Сам по себе путь не занимал много времени, но Констанция зачем-то намеренно тянула его, плетясь по дороге и упорно смотря себе под ноги. Боль ещё не скоро отпустит её, а посему в деревню торопиться пока рано.

Когда боль немного отступила, Констанция попыталась перевязать волосы, но с удивлением обнаружила, что ленты нет на месте. Её красивая голубая лента где-то потерялась, и теперь волосы вынуждены остаться распущенными. С её чёрными локонами девочке было тяжеловато справляться, ибо они постоянно норовили запутаться или попасть на лицо. Постоянно их поправлять Констанция не хотела, поэтому перевязывала волосы красивыми лентами. Когда-то давно она попыталась их отрезать, но, к несчастью, под рукой не оказалось ножниц. Пришлось жить так и дальше.

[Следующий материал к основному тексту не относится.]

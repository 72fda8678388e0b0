use std::sync::LazyLock;

use regex::Regex;
use serde::Serialize;

use crate::error::Diagnostic;

/// Known roof-area names, canonical casing. Longer names come first so the
/// alternation prefers "Entry Canopy" over "Canopy".
const AREA_NAMES: &[&str] = &[
    "Main Roof",
    "Low Roof",
    "High Roof",
    "Upper Roof",
    "Lower Roof",
    "Entry Canopy",
    "Canopy",
    "Penthouse Roof",
    "Penthouse",
    "Mechanical Well",
    "Mansard",
];

static CANDIDATE_RE: LazyLock<Regex> = LazyLock::new(|| {
    let areas = AREA_NAMES
        .iter()
        .map(|name| name.split_whitespace().map(regex::escape).collect::<Vec<_>>().join(r"\s+"))
        .collect::<Vec<_>>()
        .join("|");
    Regex::new(&format!(
        r"(?mx)
        \b(?:
            (?P<area>(?i:{areas}))\b
          | (?P<named>(?i:roof\s+area|area|building)\s+[A-Z0-9]{{1,3}})\b
          # an unnamed heading must be the whole line
          | (?P<unnamed>(?i:(?:roof\s+)?assembly)(?:\s+(?i:no\.?\s*|\#\s*)?\d+)?)[\x20\t]*:?[\x20\t]*\r?$
        )"
    ))
    .unwrap()
});

static FIELD_MARKER_RE: LazyLock<Regex> =
    LazyLock::new(|| Regex::new(r"(?i)\b(?:manufacturer|system|date)\s*:").unwrap());

pub const MAX_SECTIONS: usize = 5;
pub const DEFAULT_LOOKAHEAD: usize = 200;

#[derive(Debug, Clone, PartialEq, Serialize)]
pub struct AssemblySection {
    pub label: String,
    /// Byte span into the source document.
    pub start: usize,
    pub end: usize,
    pub text: String,
}

#[derive(Debug, Clone, Default, Serialize)]
pub struct SectionSplit {
    pub sections: Vec<AssemblySection>,
    /// True when no boundary was accepted and the whole text is one section.
    pub implicit: bool,
    #[serde(skip_serializing_if = "Vec::is_empty")]
    pub diagnostics: Vec<Diagnostic>,
}

#[derive(Debug)]
enum SplitState {
    Scanning,
    InSection { label: Option<String>, start: usize },
    Emitting,
}

#[derive(Debug)]
struct Candidate {
    start: usize,
    end: usize,
    label: Option<String>,
}

/// Partitions an assembly letter into per-roof-area sections.
///
/// A candidate heading becomes a boundary only when it starts a line and an
/// assembly field marker follows within `lookahead` characters. The whole
/// document must be seen at once.
#[derive(Debug, Clone, Copy)]
pub struct AssemblySectionSplitter {
    lookahead: usize,
}

impl Default for AssemblySectionSplitter {
    fn default() -> Self {
        Self::new(DEFAULT_LOOKAHEAD)
    }
}

impl AssemblySectionSplitter {
    pub fn new(lookahead: usize) -> Self {
        AssemblySectionSplitter { lookahead }
    }

    pub fn split(&self, text: &str) -> SectionSplit {
        if text.trim().is_empty() {
            return SectionSplit {
                diagnostics: vec![Diagnostic::empty_input("assembly document")],
                ..SectionSplit::default()
            };
        }

        let mut sections = Vec::new();
        let mut dropped = 0usize;
        let mut state = SplitState::Scanning;

        for cand in candidates(text) {
            if !starts_line(text, cand.start) {
                tracing::debug!(at = cand.start, "inline area mention, not a boundary");
                continue;
            }
            if !self.field_marker_follows(text, cand.end) {
                tracing::debug!(at = cand.start, "no assembly field after heading, not a boundary");
                continue;
            }
            state = match state {
                SplitState::Scanning => SplitState::InSection {
                    label: cand.label,
                    start: cand.start,
                },
                SplitState::InSection { label, start } => {
                    push_section(&mut sections, text, label, start, cand.start);
                    if sections.len() == MAX_SECTIONS {
                        dropped += 1;
                        SplitState::Emitting
                    } else {
                        SplitState::InSection {
                            label: cand.label,
                            start: cand.start,
                        }
                    }
                }
                SplitState::Emitting => {
                    dropped += 1;
                    SplitState::Emitting
                }
            };
        }

        let mut implicit = false;
        match state {
            SplitState::Scanning => {
                implicit = true;
                push_section(&mut sections, text, None, 0, text.len());
            }
            SplitState::InSection { label, start } => {
                push_section(&mut sections, text, label, start, text.len());
            }
            SplitState::Emitting => {}
        }

        let mut diagnostics = Vec::new();
        if dropped > 0 {
            diagnostics.push(Diagnostic::cap_exceeded(
                "assembly sections",
                MAX_SECTIONS + dropped,
                MAX_SECTIONS,
            ));
        }

        SectionSplit {
            sections,
            implicit,
            diagnostics,
        }
    }

    fn field_marker_follows(&self, text: &str, from: usize) -> bool {
        let rest = &text[from..];
        let window_end = rest
            .char_indices()
            .nth(self.lookahead)
            .map(|(i, _)| i)
            .unwrap_or(rest.len());
        FIELD_MARKER_RE.is_match(&rest[..window_end])
    }
}

/// Convenience wrapper using the default lookahead.
pub fn split(text: &str) -> SectionSplit {
    AssemblySectionSplitter::default().split(text)
}

fn candidates(text: &str) -> impl Iterator<Item = Candidate> + '_ {
    CANDIDATE_RE.captures_iter(text).filter_map(|caps| {
        let whole = caps.get(0)?;
        let label = if let Some(m) = caps.name("area") {
            Some(canonical_area(m.as_str()))
        } else {
            caps.name("named")
                .map(|m| m.as_str().split_whitespace().collect::<Vec<_>>().join(" "))
        };
        Some(Candidate {
            start: whole.start(),
            end: whole.end(),
            label,
        })
    })
}

fn canonical_area(matched: &str) -> String {
    let folded = matched.split_whitespace().collect::<Vec<_>>().join(" ");
    AREA_NAMES
        .iter()
        .find(|name| name.eq_ignore_ascii_case(&folded))
        .map(|name| name.to_string())
        .unwrap_or(folded)
}

/// Only spaces or tabs may sit between the previous line break (or the start
/// of the document) and `at`.
fn starts_line(text: &str, at: usize) -> bool {
    for c in text[..at].chars().rev() {
        match c {
            ' ' | '\t' => continue,
            '\n' | '\r' => return true,
            _ => return false,
        }
    }
    true
}

fn push_section(
    sections: &mut Vec<AssemblySection>,
    text: &str,
    label: Option<String>,
    start: usize,
    end: usize,
) {
    let label = label.unwrap_or_else(|| format!("Assembly {}", sections.len() + 1));
    sections.push(AssemblySection {
        label,
        start,
        end,
        text: text[start..end].to_string(),
    });
}

// ── Tests ──

#[cfg(test)]
mod tests {
    use super::*;

    fn labels(split: &SectionSplit) -> Vec<&str> {
        split.sections.iter().map(|s| s.label.as_str()).collect()
    }

    #[test]
    fn two_marked_areas() {
        let doc = "Carlisle SynTec\n\nMain Roof\nManufacturer: Carlisle\nSystem: TPO\n\nCanopy\nManufacturer: Carlisle\nSystem: EPDM\n";
        let s = split(doc);
        assert_eq!(labels(&s), vec!["Main Roof", "Canopy"]);
        assert!(!s.implicit);
        assert!(s.sections[0].text.contains("TPO"));
        assert!(!s.sections[0].text.contains("EPDM"));
        assert!(s.sections[1].text.starts_with("Canopy"));
    }

    #[test]
    fn inline_mention_is_not_a_boundary() {
        let doc = "Manufacturer: GAF\nThe membrane extends over the canopy at the entrance. System: TPO\n";
        let s = split(doc);
        assert_eq!(s.sections.len(), 1);
        assert!(s.implicit);
        assert_eq!(s.sections[0].label, "Assembly 1");
        assert_eq!(s.sections[0].text, doc);
    }

    #[test]
    fn heading_without_field_marker_is_rejected() {
        let doc = "Main Roof\nSee attached drawings for the canopy.\n";
        let s = split(doc);
        assert!(s.implicit);
        assert_eq!(labels(&s), vec!["Assembly 1"]);
    }

    #[test]
    fn field_marker_outside_window_is_rejected() {
        let filler = "x".repeat(300);
        let doc = format!("Main Roof\n{}\nManufacturer: GAF\n", filler);
        assert!(split(&doc).implicit);
        assert!(!AssemblySectionSplitter::new(400).split(&doc).implicit);
    }

    #[test]
    fn indented_heading_counts_as_line_start() {
        let doc = "Letter intro\n   \tHIGH ROOF\nSystem: SBS\n";
        let s = split(doc);
        assert_eq!(labels(&s), vec!["High Roof"]);
    }

    #[test]
    fn generic_headings() {
        let doc = "Roof Area B\nManufacturer: GAF\n\nRoof Assembly 2\nDate: 01/02/2024\n";
        let s = split(doc);
        assert_eq!(labels(&s), vec!["Roof Area B", "Assembly 2"]);
    }

    #[test]
    fn assembly_prose_is_not_a_heading() {
        let doc = "Main Roof\nManufacturer: GAF\nSystem: TPO\nAssembly shall be installed per manufacturer instructions.\nDate: 2024-01-01\nMembrane: EverGuard TPO\n";
        let s = split(doc);
        assert_eq!(labels(&s), vec!["Main Roof"]);
        assert!(s.sections[0].text.ends_with("Membrane: EverGuard TPO\n"));
    }

    #[test]
    fn unnamed_heading_with_colon() {
        let doc = "Assembly No. 1:\nManufacturer: GAF\n\nROOF ASSEMBLY\nSystem: SBS\n";
        let s = split(doc);
        assert_eq!(labels(&s), vec!["Assembly 1", "Assembly 2"]);
    }

    #[test]
    fn caps_at_five_sections() {
        let names = ["Main Roof", "Low Roof", "High Roof", "Upper Roof", "Lower Roof", "Canopy", "Penthouse"];
        let doc: String = names
            .iter()
            .map(|n| format!("{}\nManufacturer: GAF\nSystem: TPO\n\n", n))
            .collect();
        let s = split(&doc);
        assert_eq!(s.sections.len(), MAX_SECTIONS);
        assert_eq!(labels(&s), names[..5].to_vec());
        assert!(!s.sections[4].text.contains("Canopy"));
        assert_eq!(
            s.diagnostics,
            vec![Diagnostic::CapExceeded { what: "assembly sections".into(), found: 7, kept: 5 }]
        );
    }

    #[test]
    fn sections_are_ordered_disjoint_spans() {
        let doc = "Intro text\nMain Roof\nManufacturer: A\n\nCanopy\nDate: today\nmore\nMansard\nSystem: metal\n";
        let s = split(doc);
        let mut last_end = 0;
        for sec in &s.sections {
            assert!(sec.start >= last_end);
            assert!(sec.end > sec.start);
            assert_eq!(&doc[sec.start..sec.end], sec.text);
            last_end = sec.end;
        }
        let joined: String = s.sections.iter().map(|x| x.text.as_str()).collect();
        assert!(doc.ends_with(&joined));
    }

    #[test]
    fn empty_document() {
        let s = split(" \n\t");
        assert!(s.sections.is_empty());
        assert!(matches!(s.diagnostics[0], Diagnostic::EmptyInput { .. }));
    }

    #[test]
    fn fixture_letter_sections() {
        let doc = std::fs::read_to_string("tests/fixtures/assembly_letter.txt").unwrap();
        let s = split(&doc);
        assert_eq!(labels(&s), vec!["Main Roof", "Entry Canopy"]);
    }
}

Новое открывшееся обстоятельство подтолкнуло Констанцию ускориться и добежать остаток пути до деревни. Боль постепенно ослабевала, и когда девочка подобралась к деревне вплотную, боль отступила, и, поравнявшись с первыми домами, девочка вдохнула в себя свежий воздух.

Кто-то жарил курицу, причем едкий запах боли ещё витал где-то поблизости, уже растворённый кислородом и омертвевший. Что ж, не успела на курицу, успеет на что-нибудь другое. Её соседи как раз собирались сегодня резать поросёнка. Конечно, его бы пришлось застрелить, а мгновенная смерть дает очень мало боли, но что тут поделаешь? Ей хватит и этого.

Констанция прибавила шагу, почти бежала, втягивая носом воздух, ожидая чьей-то боли.

Она не была садистом или мазохистом, нет, просто это было частью её работы, её долга. Глотаешь боль, терпишь, терпишь, терпишь, боль испаряется, глотаешь новую. Это поддерживало её жизнь, это делало её сытой. И совсем не важно, нравилось ли это ей или нет, она не могла выбирать. Что-то пожелало сделать её своеобразным «избавителем» и Констанция уже приняла всё это как должное.

Она и сама не знает, когда это появилось. Связано ли это со смертью отца или с уходом матери? Можно ли это предотвратить? Было не понятно. Девочка просто списывала всё на расстройство организма. Констанция бродила уже чуть ли не час, а подпитки все не было. Мир вдруг разом перестал причинять себе боль, причинять ее друг другу. Все насытилось красками спокойствия и полного умиротворения. И ведь всем плевать, что единственный в мире человек, способный избавить от боли, поглотив её в себя, от такого спокойствия и стабильности может умереть.

Свежий воздух стал невероятно противным, Констанция закашлялась. Стоит ли задержать дыхание? Когда-то она попробовала так сделать, потому что жгучее ощущение в лёгких намного противнее множества разных видов боли. Задержав дыхание всего на полминуты, она чуть не лишилась сознания. Это было хорошим, ясным уроком, который она запомнила. Со всей этой схемой она знакомилась столько, сколько себя помнит. Она заново училась питаться, дышать, да вообще жить; её тело претерпело изменения: кожа стала более чувствительной в кончиках пальцев и менее чувствительной в ногах и туловище, нос стал лучше различать запахи, появилась способность не дышать столько, сколько потребуется. Отчего такое с ней произошло, она понять никак не могла.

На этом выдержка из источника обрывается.